*Exercise aim*.
Among the entries below, take the line with "filename crates/unitwork/src/lib.rs" and the line with "pub name: &'static", and output them and every line between them exactly, with nothing else.

*The data*.
[Start of section]
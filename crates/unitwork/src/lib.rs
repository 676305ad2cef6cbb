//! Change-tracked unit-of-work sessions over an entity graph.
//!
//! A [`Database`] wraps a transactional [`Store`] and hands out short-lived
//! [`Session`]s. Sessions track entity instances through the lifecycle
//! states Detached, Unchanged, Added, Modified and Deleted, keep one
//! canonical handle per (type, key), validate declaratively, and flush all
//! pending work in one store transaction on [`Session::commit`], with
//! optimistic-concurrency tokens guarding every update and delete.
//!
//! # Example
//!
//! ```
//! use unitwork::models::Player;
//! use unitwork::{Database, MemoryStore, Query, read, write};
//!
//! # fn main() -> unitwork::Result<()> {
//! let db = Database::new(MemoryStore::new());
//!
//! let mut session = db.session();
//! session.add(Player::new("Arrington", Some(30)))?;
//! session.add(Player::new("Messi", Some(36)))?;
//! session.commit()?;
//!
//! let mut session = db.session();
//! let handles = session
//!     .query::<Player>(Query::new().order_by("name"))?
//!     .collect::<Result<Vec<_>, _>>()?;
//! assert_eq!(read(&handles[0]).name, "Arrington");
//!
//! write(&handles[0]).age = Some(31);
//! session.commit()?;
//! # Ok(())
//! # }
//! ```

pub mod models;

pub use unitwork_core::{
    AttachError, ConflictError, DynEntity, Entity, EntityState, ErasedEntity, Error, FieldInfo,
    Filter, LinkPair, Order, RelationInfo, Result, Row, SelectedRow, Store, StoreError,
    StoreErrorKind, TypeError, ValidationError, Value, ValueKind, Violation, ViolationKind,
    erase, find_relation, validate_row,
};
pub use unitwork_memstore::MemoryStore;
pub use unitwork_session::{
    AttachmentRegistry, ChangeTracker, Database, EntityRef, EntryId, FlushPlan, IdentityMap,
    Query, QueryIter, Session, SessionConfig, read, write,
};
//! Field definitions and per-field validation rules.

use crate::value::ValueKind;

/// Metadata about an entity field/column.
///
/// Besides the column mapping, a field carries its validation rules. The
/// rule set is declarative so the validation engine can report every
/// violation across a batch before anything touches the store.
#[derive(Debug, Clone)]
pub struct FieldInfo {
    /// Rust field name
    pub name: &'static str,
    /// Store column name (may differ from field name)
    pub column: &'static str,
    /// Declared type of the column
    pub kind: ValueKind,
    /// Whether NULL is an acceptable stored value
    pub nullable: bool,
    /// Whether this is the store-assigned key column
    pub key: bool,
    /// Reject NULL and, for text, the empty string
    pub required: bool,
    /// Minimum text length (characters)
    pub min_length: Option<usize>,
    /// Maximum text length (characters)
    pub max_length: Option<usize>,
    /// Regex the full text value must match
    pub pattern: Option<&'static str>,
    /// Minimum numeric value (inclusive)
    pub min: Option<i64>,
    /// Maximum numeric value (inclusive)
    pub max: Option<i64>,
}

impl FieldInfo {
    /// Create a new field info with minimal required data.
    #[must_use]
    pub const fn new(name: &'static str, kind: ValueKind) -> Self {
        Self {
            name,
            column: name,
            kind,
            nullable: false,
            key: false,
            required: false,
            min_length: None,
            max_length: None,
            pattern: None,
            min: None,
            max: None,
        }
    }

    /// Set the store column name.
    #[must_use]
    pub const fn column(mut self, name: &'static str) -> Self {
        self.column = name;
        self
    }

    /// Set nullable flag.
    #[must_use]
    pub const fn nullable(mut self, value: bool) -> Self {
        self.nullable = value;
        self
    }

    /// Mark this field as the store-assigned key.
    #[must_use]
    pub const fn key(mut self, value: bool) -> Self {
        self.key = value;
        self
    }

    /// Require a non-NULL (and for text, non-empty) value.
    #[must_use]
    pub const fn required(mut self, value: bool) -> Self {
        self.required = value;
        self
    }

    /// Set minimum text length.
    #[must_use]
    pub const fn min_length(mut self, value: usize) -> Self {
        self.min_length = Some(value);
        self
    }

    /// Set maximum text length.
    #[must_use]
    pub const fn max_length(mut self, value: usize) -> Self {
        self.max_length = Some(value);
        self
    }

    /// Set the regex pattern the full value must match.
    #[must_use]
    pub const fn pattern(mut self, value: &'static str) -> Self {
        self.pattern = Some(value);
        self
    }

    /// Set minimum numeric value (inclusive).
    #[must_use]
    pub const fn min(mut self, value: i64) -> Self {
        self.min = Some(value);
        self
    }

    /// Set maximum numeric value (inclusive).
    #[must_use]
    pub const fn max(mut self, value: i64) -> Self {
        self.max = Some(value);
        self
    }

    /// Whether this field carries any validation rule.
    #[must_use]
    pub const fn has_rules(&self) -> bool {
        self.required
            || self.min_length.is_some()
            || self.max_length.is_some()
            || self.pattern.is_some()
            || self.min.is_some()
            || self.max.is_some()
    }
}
[End of section]
[Start of section]
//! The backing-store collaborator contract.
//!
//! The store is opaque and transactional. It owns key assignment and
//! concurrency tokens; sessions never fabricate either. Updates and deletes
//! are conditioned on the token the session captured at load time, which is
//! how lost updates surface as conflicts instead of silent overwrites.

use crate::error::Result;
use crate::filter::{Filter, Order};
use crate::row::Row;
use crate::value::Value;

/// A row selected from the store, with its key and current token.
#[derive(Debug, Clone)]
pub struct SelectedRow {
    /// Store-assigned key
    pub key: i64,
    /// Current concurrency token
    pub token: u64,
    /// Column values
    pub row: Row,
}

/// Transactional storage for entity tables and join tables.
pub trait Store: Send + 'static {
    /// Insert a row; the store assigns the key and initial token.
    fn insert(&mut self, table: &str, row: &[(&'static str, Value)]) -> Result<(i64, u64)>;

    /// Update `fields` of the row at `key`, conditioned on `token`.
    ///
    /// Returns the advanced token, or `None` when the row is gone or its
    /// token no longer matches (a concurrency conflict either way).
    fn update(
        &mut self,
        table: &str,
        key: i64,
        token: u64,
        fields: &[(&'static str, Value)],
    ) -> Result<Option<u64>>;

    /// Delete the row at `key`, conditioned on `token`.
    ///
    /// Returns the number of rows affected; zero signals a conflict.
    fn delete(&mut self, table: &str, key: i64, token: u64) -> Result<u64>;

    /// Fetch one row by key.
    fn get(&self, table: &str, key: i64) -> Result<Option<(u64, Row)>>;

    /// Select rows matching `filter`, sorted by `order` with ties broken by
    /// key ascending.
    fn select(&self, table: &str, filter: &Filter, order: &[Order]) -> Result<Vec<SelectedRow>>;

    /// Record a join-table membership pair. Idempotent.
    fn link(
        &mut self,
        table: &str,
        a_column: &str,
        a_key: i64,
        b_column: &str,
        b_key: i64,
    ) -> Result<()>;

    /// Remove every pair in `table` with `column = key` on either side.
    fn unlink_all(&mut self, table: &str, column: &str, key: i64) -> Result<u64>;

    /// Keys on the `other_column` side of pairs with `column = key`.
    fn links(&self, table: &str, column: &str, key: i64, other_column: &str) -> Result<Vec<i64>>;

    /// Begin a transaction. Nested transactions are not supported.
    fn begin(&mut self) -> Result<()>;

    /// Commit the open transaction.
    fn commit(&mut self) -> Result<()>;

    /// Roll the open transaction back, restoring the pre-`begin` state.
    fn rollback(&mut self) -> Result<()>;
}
[End of section]
[Start of section]
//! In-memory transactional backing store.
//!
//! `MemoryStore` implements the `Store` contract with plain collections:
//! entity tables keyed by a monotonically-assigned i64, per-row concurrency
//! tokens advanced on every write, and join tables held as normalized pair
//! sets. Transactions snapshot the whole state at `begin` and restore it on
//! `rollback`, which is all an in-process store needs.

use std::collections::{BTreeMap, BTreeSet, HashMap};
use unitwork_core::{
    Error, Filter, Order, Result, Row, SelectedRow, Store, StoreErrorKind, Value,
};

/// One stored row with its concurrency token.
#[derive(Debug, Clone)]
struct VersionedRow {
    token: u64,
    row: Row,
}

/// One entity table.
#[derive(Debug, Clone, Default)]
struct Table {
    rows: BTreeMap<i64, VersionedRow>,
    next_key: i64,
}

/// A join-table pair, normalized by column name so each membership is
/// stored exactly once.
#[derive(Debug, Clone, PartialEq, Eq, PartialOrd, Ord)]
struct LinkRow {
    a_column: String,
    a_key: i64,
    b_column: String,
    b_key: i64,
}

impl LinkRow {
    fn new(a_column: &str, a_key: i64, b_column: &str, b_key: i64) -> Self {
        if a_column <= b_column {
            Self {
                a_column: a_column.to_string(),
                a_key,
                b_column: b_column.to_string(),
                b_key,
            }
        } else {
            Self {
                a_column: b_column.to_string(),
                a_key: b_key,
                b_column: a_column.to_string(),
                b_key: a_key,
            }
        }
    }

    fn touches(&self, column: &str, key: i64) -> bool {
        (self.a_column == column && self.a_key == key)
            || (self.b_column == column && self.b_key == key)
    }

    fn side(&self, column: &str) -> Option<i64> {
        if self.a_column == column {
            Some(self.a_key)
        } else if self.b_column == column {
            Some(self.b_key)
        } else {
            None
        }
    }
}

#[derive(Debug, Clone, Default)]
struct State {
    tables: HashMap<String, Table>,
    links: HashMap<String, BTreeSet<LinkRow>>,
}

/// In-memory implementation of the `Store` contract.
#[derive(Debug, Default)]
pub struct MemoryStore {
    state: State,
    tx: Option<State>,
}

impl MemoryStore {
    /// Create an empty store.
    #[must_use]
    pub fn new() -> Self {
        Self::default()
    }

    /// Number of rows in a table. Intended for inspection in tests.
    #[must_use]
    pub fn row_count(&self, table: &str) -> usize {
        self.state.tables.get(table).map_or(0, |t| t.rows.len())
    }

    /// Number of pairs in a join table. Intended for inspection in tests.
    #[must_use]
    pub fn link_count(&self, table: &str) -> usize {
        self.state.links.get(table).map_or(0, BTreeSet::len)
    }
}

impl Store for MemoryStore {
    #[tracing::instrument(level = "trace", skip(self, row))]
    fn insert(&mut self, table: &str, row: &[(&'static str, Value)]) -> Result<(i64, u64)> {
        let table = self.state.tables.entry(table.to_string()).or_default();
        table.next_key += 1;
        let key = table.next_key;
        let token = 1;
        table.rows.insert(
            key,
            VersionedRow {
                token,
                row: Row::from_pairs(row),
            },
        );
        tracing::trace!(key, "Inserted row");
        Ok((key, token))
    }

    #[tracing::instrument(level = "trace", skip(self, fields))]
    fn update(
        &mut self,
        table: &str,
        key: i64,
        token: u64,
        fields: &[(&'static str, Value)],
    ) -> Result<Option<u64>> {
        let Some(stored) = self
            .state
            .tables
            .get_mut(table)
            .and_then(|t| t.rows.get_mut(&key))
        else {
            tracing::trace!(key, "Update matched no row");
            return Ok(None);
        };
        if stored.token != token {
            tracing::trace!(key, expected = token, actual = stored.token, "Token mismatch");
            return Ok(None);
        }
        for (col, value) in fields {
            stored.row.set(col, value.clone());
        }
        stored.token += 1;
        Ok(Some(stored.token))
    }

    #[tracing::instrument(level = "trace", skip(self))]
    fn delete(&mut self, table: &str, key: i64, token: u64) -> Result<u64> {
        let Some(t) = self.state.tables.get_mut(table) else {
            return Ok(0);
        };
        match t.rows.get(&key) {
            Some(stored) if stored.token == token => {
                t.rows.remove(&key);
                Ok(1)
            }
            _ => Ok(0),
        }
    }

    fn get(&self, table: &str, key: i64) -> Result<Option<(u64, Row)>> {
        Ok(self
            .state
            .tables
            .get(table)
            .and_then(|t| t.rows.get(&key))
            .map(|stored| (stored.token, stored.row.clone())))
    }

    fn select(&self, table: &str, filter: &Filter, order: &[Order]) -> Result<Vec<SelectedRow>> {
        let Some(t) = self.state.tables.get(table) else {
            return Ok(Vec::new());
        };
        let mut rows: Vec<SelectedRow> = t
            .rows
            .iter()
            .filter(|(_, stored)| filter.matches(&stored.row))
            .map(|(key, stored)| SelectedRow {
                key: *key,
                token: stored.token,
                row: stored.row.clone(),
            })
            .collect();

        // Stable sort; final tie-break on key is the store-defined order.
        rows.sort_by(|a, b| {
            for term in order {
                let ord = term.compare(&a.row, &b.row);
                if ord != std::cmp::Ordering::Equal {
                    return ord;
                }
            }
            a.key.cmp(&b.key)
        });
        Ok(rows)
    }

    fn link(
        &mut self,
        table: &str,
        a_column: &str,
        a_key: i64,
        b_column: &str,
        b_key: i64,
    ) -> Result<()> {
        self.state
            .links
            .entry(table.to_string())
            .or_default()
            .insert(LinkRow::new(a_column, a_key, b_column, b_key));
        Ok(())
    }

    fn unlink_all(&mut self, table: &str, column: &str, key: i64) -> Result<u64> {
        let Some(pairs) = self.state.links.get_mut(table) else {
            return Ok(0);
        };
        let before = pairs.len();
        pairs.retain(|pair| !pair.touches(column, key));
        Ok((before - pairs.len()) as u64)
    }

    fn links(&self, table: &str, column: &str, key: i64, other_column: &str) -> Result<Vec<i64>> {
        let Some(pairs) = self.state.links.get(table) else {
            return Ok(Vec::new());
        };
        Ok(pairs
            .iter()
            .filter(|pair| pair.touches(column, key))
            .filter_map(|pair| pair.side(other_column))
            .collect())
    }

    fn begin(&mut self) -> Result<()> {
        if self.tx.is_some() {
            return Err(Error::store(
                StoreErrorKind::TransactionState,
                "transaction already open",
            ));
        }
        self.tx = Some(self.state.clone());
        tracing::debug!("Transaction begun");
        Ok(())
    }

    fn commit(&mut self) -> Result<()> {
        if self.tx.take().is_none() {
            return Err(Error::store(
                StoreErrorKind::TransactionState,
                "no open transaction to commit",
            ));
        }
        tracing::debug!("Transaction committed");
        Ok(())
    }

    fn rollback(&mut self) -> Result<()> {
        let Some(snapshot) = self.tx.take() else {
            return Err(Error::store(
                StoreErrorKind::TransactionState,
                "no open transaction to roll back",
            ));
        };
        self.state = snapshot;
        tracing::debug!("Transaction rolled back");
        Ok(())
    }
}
[End of section]
*Reply*.
filename crates/unitwork/src/lib.rs
repository 676305ad2cef6cbb
//! Change-tracked unit-of-work sessions over an entity graph.
//!
//! A [`Database`] wraps a transactional [`Store`] and hands out short-lived
//! [`Session`]s. Sessions track entity instances through the lifecycle
//! states Detached, Unchanged, Added, Modified and Deleted, keep one
//! canonical handle per (type, key), validate declaratively, and flush all
//! pending work in one store transaction on [`Session::commit`], with
//! optimistic-concurrency tokens guarding every update and delete.
//!
//! # Example
//!
//! ```
//! use unitwork::models::Player;
//! use unitwork::{Database, MemoryStore, Query, read, write};
//!
//! # fn main() -> unitwork::Result<()> {
//! let db = Database::new(MemoryStore::new());
//!
//! let mut session = db.session();
//! session.add(Player::new("Arrington", Some(30)))?;
//! session.add(Player::new("Messi", Some(36)))?;
//! session.commit()?;
//!
//! let mut session = db.session();
//! let handles = session
//!     .query::<Player>(Query::new().order_by("name"))?
//!     .collect::<Result<Vec<_>, _>>()?;
//! assert_eq!(read(&handles[0]).name, "Arrington");
//!
//! write(&handles[0]).age = Some(31);
//! session.commit()?;
//! # Ok(())
//! # }
//! ```

pub mod models;

pub use unitwork_core::{
    AttachError, ConflictError, DynEntity, Entity, EntityState, ErasedEntity, Error, FieldInfo,
    Filter, LinkPair, Order, RelationInfo, Result, Row, SelectedRow, Store, StoreError,
    StoreErrorKind, TypeError, ValidationError, Value, ValueKind, Violation, ViolationKind,
    erase, find_relation, validate_row,
};
pub use unitwork_memstore::MemoryStore;
pub use unitwork_session::{
    AttachmentRegistry, ChangeTracker, Database, EntityRef, EntryId, FlushPlan, IdentityMap,
    Query, QueryIter, Session, SessionConfig, read, write,
};
//! Field definitions and per-field validation rules.

use crate::value::ValueKind;

/// Metadata about an entity field/column.
///
/// Besides the column mapping, a field carries its validation rules. The
/// rule set is declarative so the validation engine can report every
/// violation across a batch before anything touches the store.
#[derive(Debug, Clone)]
pub struct FieldInfo {
    /// Rust field name
    pub name: &'static str,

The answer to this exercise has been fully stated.